Reproduce the opening lines of the records exactly, please, stopping after the line that contains "water level. \".

__TASK MATERIAL__.

· · · · ·

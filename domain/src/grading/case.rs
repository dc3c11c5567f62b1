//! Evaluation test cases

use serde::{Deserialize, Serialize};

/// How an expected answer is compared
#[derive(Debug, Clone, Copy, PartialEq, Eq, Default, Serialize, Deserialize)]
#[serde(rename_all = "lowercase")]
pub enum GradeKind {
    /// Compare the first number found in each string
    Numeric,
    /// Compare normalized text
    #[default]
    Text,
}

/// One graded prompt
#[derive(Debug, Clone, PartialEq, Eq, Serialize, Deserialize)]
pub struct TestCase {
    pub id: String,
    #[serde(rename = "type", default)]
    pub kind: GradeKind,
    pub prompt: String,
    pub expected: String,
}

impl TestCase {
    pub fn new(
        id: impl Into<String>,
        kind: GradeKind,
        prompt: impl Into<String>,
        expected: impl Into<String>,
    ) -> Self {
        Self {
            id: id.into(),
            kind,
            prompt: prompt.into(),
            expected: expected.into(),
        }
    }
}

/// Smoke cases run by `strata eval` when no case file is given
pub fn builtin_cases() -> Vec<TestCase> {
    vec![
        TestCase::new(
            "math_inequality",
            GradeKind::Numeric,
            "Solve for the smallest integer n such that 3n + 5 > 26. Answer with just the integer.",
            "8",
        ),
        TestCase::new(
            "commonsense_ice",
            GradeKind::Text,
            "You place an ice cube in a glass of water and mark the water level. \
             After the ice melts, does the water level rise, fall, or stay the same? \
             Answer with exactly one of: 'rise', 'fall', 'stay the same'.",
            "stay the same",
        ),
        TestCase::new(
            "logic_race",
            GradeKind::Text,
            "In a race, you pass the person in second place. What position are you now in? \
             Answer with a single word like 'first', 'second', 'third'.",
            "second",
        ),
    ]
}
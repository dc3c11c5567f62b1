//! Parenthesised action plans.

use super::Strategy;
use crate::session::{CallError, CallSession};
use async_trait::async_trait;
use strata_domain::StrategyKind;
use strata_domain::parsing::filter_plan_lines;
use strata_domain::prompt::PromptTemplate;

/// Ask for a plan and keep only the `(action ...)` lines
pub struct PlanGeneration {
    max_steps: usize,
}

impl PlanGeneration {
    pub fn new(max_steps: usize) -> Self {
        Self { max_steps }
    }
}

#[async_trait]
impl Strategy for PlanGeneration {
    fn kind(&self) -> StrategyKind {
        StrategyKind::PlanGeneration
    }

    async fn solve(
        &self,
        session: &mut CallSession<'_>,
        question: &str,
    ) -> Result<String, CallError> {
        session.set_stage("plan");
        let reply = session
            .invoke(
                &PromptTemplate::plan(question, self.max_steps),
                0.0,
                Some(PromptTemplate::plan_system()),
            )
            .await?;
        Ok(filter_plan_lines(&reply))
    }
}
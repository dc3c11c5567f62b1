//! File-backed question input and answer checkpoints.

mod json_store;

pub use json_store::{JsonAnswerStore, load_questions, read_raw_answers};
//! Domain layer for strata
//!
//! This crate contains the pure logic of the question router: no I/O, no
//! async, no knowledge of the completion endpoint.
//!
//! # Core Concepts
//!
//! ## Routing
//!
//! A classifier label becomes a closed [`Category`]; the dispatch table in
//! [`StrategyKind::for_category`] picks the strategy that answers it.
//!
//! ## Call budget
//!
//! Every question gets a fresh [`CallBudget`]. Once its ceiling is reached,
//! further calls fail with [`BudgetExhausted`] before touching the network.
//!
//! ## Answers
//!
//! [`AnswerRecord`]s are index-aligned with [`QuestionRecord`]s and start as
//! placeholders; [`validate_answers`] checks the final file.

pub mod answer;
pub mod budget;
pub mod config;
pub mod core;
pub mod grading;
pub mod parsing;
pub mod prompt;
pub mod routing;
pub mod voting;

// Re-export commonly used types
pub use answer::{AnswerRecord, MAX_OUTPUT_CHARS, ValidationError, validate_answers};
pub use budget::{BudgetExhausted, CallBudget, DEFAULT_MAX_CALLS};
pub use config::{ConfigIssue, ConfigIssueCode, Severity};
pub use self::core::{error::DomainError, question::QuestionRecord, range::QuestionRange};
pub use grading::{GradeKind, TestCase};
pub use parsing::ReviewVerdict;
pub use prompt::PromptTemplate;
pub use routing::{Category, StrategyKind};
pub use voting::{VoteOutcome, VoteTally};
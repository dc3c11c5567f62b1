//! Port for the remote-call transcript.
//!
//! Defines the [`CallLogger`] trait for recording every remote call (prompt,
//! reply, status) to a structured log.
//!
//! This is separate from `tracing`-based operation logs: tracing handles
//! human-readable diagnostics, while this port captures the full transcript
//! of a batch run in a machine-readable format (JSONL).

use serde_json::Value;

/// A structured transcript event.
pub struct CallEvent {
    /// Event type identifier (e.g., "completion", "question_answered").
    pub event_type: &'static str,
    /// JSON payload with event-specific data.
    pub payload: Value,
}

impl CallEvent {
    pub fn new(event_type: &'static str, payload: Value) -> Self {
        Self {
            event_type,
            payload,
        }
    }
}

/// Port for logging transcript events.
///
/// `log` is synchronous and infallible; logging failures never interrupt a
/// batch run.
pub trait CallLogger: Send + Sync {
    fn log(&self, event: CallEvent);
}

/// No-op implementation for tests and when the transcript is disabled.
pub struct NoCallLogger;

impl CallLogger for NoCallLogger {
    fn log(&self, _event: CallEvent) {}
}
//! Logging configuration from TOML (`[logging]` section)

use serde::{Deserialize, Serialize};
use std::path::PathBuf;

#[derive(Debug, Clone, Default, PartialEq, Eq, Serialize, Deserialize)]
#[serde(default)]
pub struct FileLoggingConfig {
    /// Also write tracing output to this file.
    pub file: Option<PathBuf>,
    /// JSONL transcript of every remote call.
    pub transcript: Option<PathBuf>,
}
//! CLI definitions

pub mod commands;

· · · · ·

__WRITTEN REPLY__.
filename domain/src/grading/case.rs
repository dc3c11c5567f62b1
//! Evaluation test cases

use serde::{Deserialize, Serialize};

/// How an expected answer is compared
#[derive(Debug, Clone, Copy, PartialEq, Eq, Default, Serialize, Deserialize)]
#[serde(rename_all = "lowercase")]
pub enum GradeKind {
    /// Compare the first number found in each string
    Numeric,
    /// Compare normalized text
    #[default]
    Text,
}

/// One graded prompt
#[derive(Debug, Clone, PartialEq, Eq, Serialize, Deserialize)]
pub struct TestCase {
    pub id: String,
    #[serde(rename = "type", default)]
    pub kind: GradeKind,
    pub prompt: String,
    pub expected: String,
}

impl TestCase {
    pub fn new(
        id: impl Into<String>,
        kind: GradeKind,
        prompt: impl Into<String>,
        expected: impl Into<String>,
    ) -> Self {
        Self {
            id: id.into(),
            kind,
            prompt: prompt.into(),
            expected: expected.into(),
        }
    }
}

/// Smoke cases run by `strata eval` when no case file is given
pub fn builtin_cases() -> Vec<TestCase> {
    vec![
        TestCase::new(
            "math_inequality",
            GradeKind::Numeric,
            "Solve for the smallest integer n such that 3n + 5 > 26. Answer with just the integer.",
            "8",
        ),
        TestCase::new(
            "commonsense_ice",
            GradeKind::Text,
            "You place an ice cube in a glass of water and mark the water level. \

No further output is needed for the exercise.